Louis Ribbon | Reuters
According to United Airlines, the jobs of around 14,000 employees will be at risk if a second round of federal aid expires this spring. This is the latest sign of the industry struggling to regain a foothold in the coronavirus pandemic.
Companies are required by law to notify employees in advance if their jobs are at risk, and this does not mean they will ultimately lose their jobs. United is turning to new voluntary measures to reduce headcount.
United and American Airlines recently began calling back thousands of employees who were on leave when the first round of state payroll ran out in the fall. Congress approved additional aid to industry last year on condition that they recall workers on leave and keep payrolls by March 31. United told employees last year that the callbacks would likely be temporary.

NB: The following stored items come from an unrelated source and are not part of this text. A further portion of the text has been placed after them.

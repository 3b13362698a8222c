use crate::collection::MealList;
use crate::commands::{CmdMessage, CmdResult};
use crate::store::DataStore;
use tracing::info;

/// Builds the session's list: saved meals if there are any, otherwise the
/// sample meals (or nothing, when `seed` is off).
///
/// Seed data is not saved here; it becomes persistent with the first change.
pub fn run<S: DataStore>(store: &S, seed: bool) -> (MealList, CmdResult) {
    let mut result = CmdResult::default();

    let list = match store.load() {
        Some(meals) => MealList::from(meals),
        None if seed => {
            info!("no saved meals, starting with samples");
            result.add_message(CmdMessage::info("No saved meals yet; showing samples"));
            MealList::seeded()
        }
        None => MealList::new(),
    };

    (list, result)
}
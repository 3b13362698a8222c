use crate::collection::MealList;
use crate::commands::{CmdMessage, CmdResult};
use crate::error::{MealsError, Result, ValidationError};
use crate::index::DisplayIndex;
use crate::model::{Meal, Photo};
use crate::store::DataStore;

use super::helpers::persist_into;

#[derive(Debug, Clone, Default)]
pub enum PhotoChange {
    #[default]
    Keep,
    Set(Photo),
    Remove,
}

/// Changes to apply to an existing meal. Unset fields keep their old value.
#[derive(Debug, Clone, Default)]
pub struct MealUpdate {
    pub name: Option<String>,
    pub rating: Option<i32>,
    pub photo: PhotoChange,
}

impl MealUpdate {
    /// Builds the replacement meal, validating it like any new meal.
    pub fn apply(self, current: &Meal) -> std::result::Result<Meal, ValidationError> {
        let name = self.name.unwrap_or_else(|| current.name().to_string());
        let rating = self.rating.unwrap_or(current.rating());
        let photo = match self.photo {
            PhotoChange::Keep => current.photo().cloned(),
            PhotoChange::Set(photo) => Some(photo),
            PhotoChange::Remove => None,
        };
        Meal::new(name, photo, rating)
    }

    pub fn is_empty(&self) -> bool {
        let keeps_photo = matches!(self.photo, PhotoChange::Keep);
        self.name.is_none() && self.rating.is_none() && keeps_photo
    }
}

/// Replaces the meal at `index` with a fully built meal.
pub fn run<S: DataStore>(
    store: &mut S,
    list: &mut MealList,
    index: DisplayIndex,
    meal: Meal,
) -> Result<CmdResult> {
    let position = index.resolve(list)?;
    let previous = list.replace(position, meal.clone())?;

    let mut result = CmdResult::default();
    let (old_name, new_name) = (previous.name(), meal.name());
    let message = if old_name == new_name {
        format!("Meal updated ({}): {}", index, new_name)
    } else {
        format!("Meal updated ({}): {} -> {}", index, old_name, new_name)
    };
    result.add_message(CmdMessage::success(message));
    persist_into(store, list, &mut result);
    Ok(result.with_affected_meals(vec![meal]))
}

/// Applies `update` to the meal at `index` and saves the replacement.
pub fn update<S: DataStore>(
    store: &mut S,
    list: &mut MealList,
    index: DisplayIndex,
    update: MealUpdate,
) -> Result<CmdResult> {
    let position = index.resolve(list)?;
    if update.is_empty() {
        let mut result = CmdResult::default();
        let message = format!("Nothing to change for meal {}", index);
        result.add_message(CmdMessage::info(message));
        return Ok(result);
    }
    let len = list.count();
    let current = list
        .get(position)
        .ok_or(MealsError::PositionOutOfRange { position, len })?;
    let replacement = update.apply(current)?;
    run(store, list, index, replacement)
}

#[cfg(test)]
mod tests {
    use super::*;
    use crate::store::memory::fixtures::StoreFixture;

    fn idx(n: usize) -> DisplayIndex {
        DisplayIndex::new(n).unwrap()
    }

    #[test]
    fn replaces_only_the_target() {
        let mut fixture = StoreFixture::new().with_meal("A", 1).with_meal("B", 2);
        let mut list = MealList::from(fixture.store.load().unwrap());
        let c = Meal::new("C", None, 5).unwrap();

        let result = run(&mut fixture.store, &mut list, idx(1), c.clone()).unwrap();

        assert_eq!(result.saved, Some(true));
        assert_eq!(list.count(), 2);
        assert_eq!(list.get(0), Some(&c));
        assert_eq!(list.get(1).unwrap().name(), "B");
        assert_eq!(fixture.store.load().unwrap()[0], c);
    }

    #[test]
    fn bad_index_changes_nothing() {
        let mut fixture = StoreFixture::new().with_meal("A", 1);
        let mut list = MealList::from(fixture.store.load().unwrap());
        let c = Meal::new("C", None, 5).unwrap();

        let err = run(&mut fixture.store, &mut list, idx(2), c).unwrap_err();
        assert!(matches!(err, MealsError::Api(_)));
        assert_eq!(list.get(0).unwrap().name(), "A");
        assert_eq!(fixture.store.save_count(), 0);
    }

    #[test]
    fn update_keeps_unset_fields() {
        let mut fixture = StoreFixture::new().with_photo_meal("Soup", 3);
        let mut list = MealList::from(fixture.store.load().unwrap());

        let change = MealUpdate {
            rating: Some(4),
            ..Default::default()
        };
        update(&mut fixture.store, &mut list, idx(1), change).unwrap();

        let meal = list.get(0).unwrap();
        assert_eq!(meal.name(), "Soup");
        assert_eq!(meal.rating(), 4);
        assert!(meal.has_photo());
    }

    #[test]
    fn update_can_remove_photo() {
        let mut fixture = StoreFixture::new().with_photo_meal("Soup", 3);
        let mut list = MealList::from(fixture.store.load().unwrap());

        let change = MealUpdate {
            photo: PhotoChange::Remove,
            ..Default::default()
        };
        update(&mut fixture.store, &mut list, idx(1), change).unwrap();
        assert!(!list.get(0).unwrap().has_photo());
    }

    #[test]
    fn invalid_update_is_rejected_before_saving() {
        let mut fixture = StoreFixture::new().with_meal("Soup", 3);
        let mut list = MealList::from(fixture.store.load().unwrap());

        let change = MealUpdate {
            name: Some(String::new()),
            ..Default::default()
        };
        let err = update(&mut fixture.store, &mut list, idx(1), change).unwrap_err();

        assert!(matches!(
            err,
            MealsError::Validation(ValidationError::EmptyName)
        ));
        assert_eq!(list.get(0).unwrap().name(), "Soup");
        assert_eq!(fixture.store.save_count(), 0);
    }

    #[test]
    fn empty_update_does_not_save() {
        let mut fixture = StoreFixture::new().with_meal("Soup", 3);
        let mut list = MealList::from(fixture.store.load().unwrap());

        let change = MealUpdate::default();
        let result = update(&mut fixture.store, &mut list, idx(1), change).unwrap();
        assert_eq!(result.saved, None);
        assert_eq!(fixture.store.save_count(), 0);
    }
}
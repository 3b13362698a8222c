use colored::Colorize;
use meals::api::{CmdMessage, MessageLevel};
use meals::config::MealsConfig;
use meals::index::DisplayMeal;
use meals::model::Meal;
use unicode_width::{UnicodeWidthChar, UnicodeWidthStr};

const LINE_WIDTH: usize = 72;
const MIN_NAME_WIDTH: usize = 20;
/// Widest scale drawn as stars; larger scales print as `rating/max`.
const MAX_STARS: i32 = 10;
const PHOTO_MARKER: &str = "▣";
const STAR_FULL: &str = "★";
const STAR_EMPTY: &str = "☆";

pub(crate) fn print_messages(messages: &[CmdMessage]) {
    for message in messages {
        match message.level {
            MessageLevel::Info => println!("{}", message.content.dimmed()),
            MessageLevel::Success => println!("{}", message.content.green()),
            MessageLevel::Warning => eprintln!("{}", message.content.yellow()),
        }
    }
}

pub(crate) fn print_meals(meals: &[DisplayMeal], max_rating: i32) {
    if meals.is_empty() {
        println!("No meals yet.");
        return;
    }

    let rating_width = meals
        .iter()
        .map(|dm| rating_cell(dm.meal.rating(), max_rating).width())
        .max()
        .unwrap_or(0);
    for dm in meals {
        println!("{}", format_row(dm, max_rating, rating_width));
    }
}

fn format_row(dm: &DisplayMeal, max_rating: i32, rating_width: usize) -> String {
    let idx_str = format!("{:>3}. ", dm.index.get());
    let marker = if dm.meal.has_photo() { PHOTO_MARKER } else { " " };
    let fixed = idx_str.width() + rating_width + marker.width() + 2;
    let available = LINE_WIDTH.saturating_sub(fixed).max(MIN_NAME_WIDTH);

    let name = truncate_to_width(dm.meal.name(), available);
    let padding = available.saturating_sub(name.width());
    let rating = rating_cell(dm.meal.rating(), max_rating);
    let rating_pad = rating_width.saturating_sub(rating.width());

    format!(
        "{}{}{} {}{} {}",
        idx_str.yellow(),
        name,
        " ".repeat(padding),
        " ".repeat(rating_pad),
        rating.yellow(),
        marker.cyan()
    )
}

pub(crate) fn print_full_meals(meals: &[DisplayMeal], max_rating: i32) {
    for (i, dm) in meals.iter().enumerate() {
        if i > 0 {
            println!();
        }
        println!("{} {}", dm.index.to_string().yellow(), dm.meal.name().bold());
        let rating = rating_cell(dm.meal.rating(), max_rating);
        println!("  rating: {} ({})", rating.yellow(), dm.meal.rating());
        println!("  photo:  {}", photo_summary(&dm.meal));
    }
}

pub(crate) fn print_config(config: &MealsConfig) {
    println!("data-file = {}", config.data_file);
    println!("max-rating = {}", config.max_rating);
    println!("seed-on-first-run = {}", config.seed_on_first_run);
}

fn photo_summary(meal: &Meal) -> String {
    match meal.photo() {
        Some(photo) => format!("{}, {} bytes", photo.format(), photo.len()),
        None => "none".dimmed().to_string(),
    }
}

/// Renders `rating` on a scale of `max`: stars for small scales, where
/// ratings above the scale show as full, and `rating/max` otherwise.
fn rating_cell(rating: i32, max: i32) -> String {
    if max > MAX_STARS {
        return format!("{}/{}", rating, max);
    }
    let max = max.max(0) as usize;
    let full = (rating.max(0) as usize).min(max);
    format!("{}{}", STAR_FULL.repeat(full), STAR_EMPTY.repeat(max - full))
}

fn truncate_to_width(s: &str, max_width: usize) -> String {
    if s.width() <= max_width {
        return s.to_string();
    }

    let mut result = String::new();
    let mut current_width = 0;
    for c in s.chars() {
        let char_width = c.width().unwrap_or(0);
        if current_width + char_width > max_width.saturating_sub(1) {
            break;
        }
        result.push(c);
        current_width += char_width;
    }
    result.push('…');
    result
}
use clap::Parser;
use directories::ProjectDirs;
use meals::api::{
    CmdResult, ConfigAction, ConfigKey, MealUpdate, MealsApi, MealsPaths, PhotoChange,
};
use meals::config::MealsConfig;
use meals::error::{MealsError, Result};
use meals::model::Photo;
use meals::store::fs::FileStore;
use std::path::PathBuf;
use tracing_subscriber::{layer::SubscriberExt, util::SubscriberInitExt};

mod args;
mod print;

use args::{Cli, Commands};
use print::{print_config, print_full_meals, print_meals, print_messages};

/// Overrides the platform data directory.
const HOME_ENV: &str = "MEALS_HOME";

fn main() {
    let cli = Cli::parse();
    init_logging(cli.verbose);

    if let Err(e) = run(cli) {
        eprintln!("Error: {}", e);
        std::process::exit(1);
    }
}

fn init_logging(verbose: bool) {
    let default_filter = if verbose { "meals=debug" } else { "meals=warn" };
    tracing_subscriber::registry()
        .with(
            tracing_subscriber::EnvFilter::try_from_default_env()
                .unwrap_or_else(|_| default_filter.into()),
        )
        .with(
            tracing_subscriber::fmt::layer()
                .with_writer(std::io::stderr)
                .with_target(false),
        )
        .init();
}

fn data_dir() -> Result<PathBuf> {
    if let Some(home) = std::env::var_os(HOME_ENV) {
        return Ok(PathBuf::from(home));
    }
    ProjectDirs::from("com", "meals", "meals")
        .map(|dirs| dirs.data_dir().to_path_buf())
        .ok_or_else(|| MealsError::Config("Could not determine a data directory".into()))
}

fn run(cli: Cli) -> Result<()> {
    let data_dir = data_dir()?;
    let config = MealsConfig::load(&data_dir);
    let store = FileStore::in_dir(&data_dir, &config.data_file);
    let (mut api, startup) = MealsApi::open(store, config, MealsPaths { data_dir });

    match cli.command {
        None | Some(Commands::List) => {
            print_messages(&startup.messages);
            handle_list(&api)
        }
        Some(Commands::Add {
            name,
            rating,
            photo,
        }) => handle_add(&mut api, name, rating, photo),
        Some(Commands::Edit {
            index,
            name,
            rating,
            photo,
            no_photo,
        }) => handle_edit(&mut api, index, name, rating, photo, no_photo),
        Some(Commands::Delete { indexes }) => finish(api.delete_meals(&indexes)?),
        Some(Commands::Move { from, to }) => finish(api.move_meal(&from, &to)?),
        Some(Commands::View { indexes }) => {
            let result = api.view_meals(&indexes)?;
            print_full_meals(&result.listed_meals, api.settings().max_rating);
            Ok(())
        }
        Some(Commands::Photo { index, output }) => finish(api.export_photo(&index, &output)?),
        Some(Commands::Path) => {
            if let Some(path) = api.data_path() {
                println!("{}", path.display());
            }
            Ok(())
        }
        Some(Commands::Config { key, value }) => handle_config(&api, key, value),
    }
}

fn handle_list(api: &MealsApi<FileStore>) -> Result<()> {
    let result = api.list_meals()?;
    print_meals(&result.listed_meals, api.settings().max_rating);
    print_messages(&result.messages);
    Ok(())
}

fn handle_add(
    api: &mut MealsApi<FileStore>,
    name: String,
    rating: i32,
    photo: Option<PathBuf>,
) -> Result<()> {
    let photo = photo.map(Photo::from_path).transpose()?;
    finish(api.add_meal(name, photo, rating)?)
}

fn handle_edit(
    api: &mut MealsApi<FileStore>,
    index: String,
    name: Option<String>,
    rating: Option<i32>,
    photo: Option<PathBuf>,
    no_photo: bool,
) -> Result<()> {
    let photo = match (photo, no_photo) {
        (Some(path), _) => PhotoChange::Set(Photo::from_path(path)?),
        (None, true) => PhotoChange::Remove,
        (None, false) => PhotoChange::Keep,
    };
    let update = MealUpdate {
        name,
        rating,
        photo,
    };
    finish(api.edit_meal(&index, update)?)
}

fn handle_config(
    api: &MealsApi<FileStore>,
    key: Option<String>,
    value: Option<String>,
) -> Result<()> {
    let action = match (key, value) {
        (None, _) => ConfigAction::ShowAll,
        (Some(key), None) => ConfigAction::ShowKey(key.parse::<ConfigKey>()?),
        (Some(key), Some(value)) => ConfigAction::Set(key.parse::<ConfigKey>()?, value),
    };
    let result = api.config(action)?;
    if result.messages.is_empty() {
        if let Some(config) = &result.config {
            print_config(config);
        }
    }
    print_messages(&result.messages);
    Ok(())
}

/// Prints a mutating command's messages. A failed save has already been
/// reported as a warning; the command itself still succeeded.
fn finish(result: CmdResult) -> Result<()> {
    print_messages(&result.messages);
    Ok(())
}
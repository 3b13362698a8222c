use crate::collection::MealList;
use crate::commands::{CmdMessage, CmdResult};
use crate::error::Result;
use crate::index::DisplayIndex;
use crate::model::Meal;
use crate::store::DataStore;

use super::helpers::persist_into;

pub fn run<S: DataStore>(store: &mut S, list: &mut MealList, meal: Meal) -> Result<CmdResult> {
    let position = list.append(meal.clone());
    let mut result = CmdResult::default();
    result.add_message(CmdMessage::success(format!(
        "Meal added ({}): {}",
        DisplayIndex::from_position(position),
        meal.name()
    )));
    persist_into(store, list, &mut result);
    Ok(result.with_affected_meals(vec![meal]))
}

“Despite continued efforts to distribute vaccines, customer demand has not changed significantly since these employees were recalled,” the airline said in an employee report seen Friday by CNBC. “When the callbacks began, United said most of the employees who were recalled would be returning to their previous status due to the fall break around April 1st.”
United involuntarily took around 13,000 employees on leave in the fall as the terms of the $ 25 billion Congress approved for U.S. airlines last year expired. The number of workers receiving WARN notices is higher as some workers also voluntarily take leave or enroll in other optional programs.
Hawaiian Airlines flight attendants also receive vacation notifications, according to the Association of Flight Attendants-CWA.
The AFA and the Association of Professional Flight Attendants, American Airlines’ flight attendants union, wrote to President Joe Biden and the congressional officials on Friday asking them to extend airline payroll support until September 30th.
“Without immediate action in this area, key workers will again find themselves faced with incredible uncertainty as jobs will be lost and the cost of the job the airlines will be starting in the coming days will be reduced,” wrote AFA President Sara Nelson and APFA – President Julie Hedrick.
American Airlines cut around 19,000 jobs in the fall after the payroll had expired. The airline did not immediately comment on whether it would also send notifications about possible job cuts in the spring.
“If demand has not gotten much better by then … we will definitely have to address this if demand does not pick up,” said CEO Doug Parker on a call for earnings on Thursday. “We are already talking to our unions about things we can possibly do.”